О священстве, о древних и новых жертвах, стр. 1

Василий Васильевич Розанов

О священстве, о древних и новых жертвах

Доклад, прочитанный на 2-м Религиозно-философском собрании в С.-Петербурге в ответ на прения, возбужденные докладом В. А. Тернавцева: «Русская церковь перед великою задачею» [1].

Споры наши, имея темою расхождения церкви и общества, спустились в очень невысокую сферу: взаимных, хоть и не прямых упреков. При этом мы, интеллигенция, имели поучительный пример со стороны пред­ставителей духовенства: от него мы не слышали еще ни одного укора, тогда как сами высказали несколько. Ход дебатов невольно приобрел публицистическую окраску. «Исправитесь»! «Мы постараемся — пове­рить, а они пусть начнут делать: и все кончится благополучно». Между тем стоит так поставить вопрос: да отчего же тысячу лет духовенство не делало, и опять же тысячу лет интеллигенция была или скептична, или еретична, — чтобы рассеять наши публицистические надежды и заста­вить спуститься ниже, глубже. На наш тревожный вопрос: «Отчего мы разошлись?» — в поверхностном слое публицистики вовсе нет никакого ответа или есть ответы пустые. Подобно тому как некоторые запутан­ные вопросы арифметики, например о непрерывных дробях, находят решение свое только в высшем алгебраическом анализе, так и тема, конечно публицистическая, о расхождении интеллигенции и церкви, име­ет решение не в собственной своей сфере, а в религиозной или, точнее, в философско-религиозной.

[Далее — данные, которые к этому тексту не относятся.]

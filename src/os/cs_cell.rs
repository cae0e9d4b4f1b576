//! Critical section protected cell
//!
//! Holds the kernel's scheduler instance. The only safe way in is through
//! a [`CriticalSection`] guard, which is what makes the scheduler's
//! "one exclusive region, no internal locks" model hold.

use core::cell::UnsafeCell;
use crate::critical::CriticalSection;

/// A cell that can only be accessed within a critical section.
pub struct CsCell<T>(UnsafeCell<T>);

unsafe impl<T> Sync for CsCell<T> {}

impl<T> CsCell<T> {
    /// Create a new CsCell
    #[inline(always)]
    pub const fn new(value: T) -> Self {
        Self(UnsafeCell::new(value))
    }

    /// Get a mutable reference to the inner value
    ///
    /// The reference must not outlive the critical section it was taken in;
    /// callers keep one borrow per section.
    #[inline(always)]
    #[allow(clippy::mut_from_ref)]
    pub fn get<'cs>(&'cs self, _cs: &'cs CriticalSection) -> &'cs mut T {
        unsafe { &mut *self.0.get() }
    }
}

Присмотримся к духовенству, вдумаемся, оценим. Не есть ли это личный и живой, ходячий фетишизм? Говоря это, я не укоряю, а опреде­ляю. Ибо очевидно, каждое духовное лицо, принимая сан, вступает в ячейку, не им приготовленную, и в которой он не может пошевелиться. Итак, укорам здесь нет места. В ризах священник, в эпитрахили, и он же просто в рясе — как бы различное бытие. Он в ризе — как бы икона в окладе; без ризы — живопись без отнесения к ней молитвы. От царя до нищего перед священником в эпитрахили мы все безмолвны, безропот­ны, покорны. Нельзя не заметить на литургии, что мы молимся святому месту (храма), святой службе, но немножечко молимся и священни­кам. Самое слово «священник» близко к «святой человек». Почему-то одеяния их, именно ризы, получили тот же металлический, золотистый или серебристый отлив, так и оклады на образах: тенденция, невольная и бессознательная, к слиянию — очевидна. Усопший архиерей часто переходит на образ (святители Николай, Филипп, Алексей, Петр, Иона); и, конечно, жизнь всего духовенства тянется сюда, все они узкою тропою, тесным путем идут как бы на алтарную стену. Не доходят, падают, но это — все равно: важна верхняя площадка, на которой стоят избранные. В попечении об этом «узком пути Марии» духовенство и забыло мир, широкие пути Марфы, забот, трудов, реальной помощи реальному миру. Священники и особенно черное духовенство, суть поклоняемые dii minimi [2], нижний ярус христианского Олимпа; да это ясно и выражено в словах: «земные ангелы, небесные человеки». Откуда так все сложилось? Пошло все от таинства священства. Уже в первые апостольские времена священники «рукополагаются» (Деяния. IV, 23: «рукоположив пресвитеры в каждой церкви»). Какое это имело значение? И Авраам, посылая слугу отыскать жену Исааку, и Иаков, благословляя детей, — «возлагают руки им на голову». Это — знак отечества рукополагающего; знак учительства; жест заботы, повеления, поручения. Но посланный, получивший поручение, или учитель — еще не суть «священники». Развилось понятие об особой «благодати свя­щенства». И вот тут, мне кажется, произошло в истории одно странное и мучительное обстоятельство.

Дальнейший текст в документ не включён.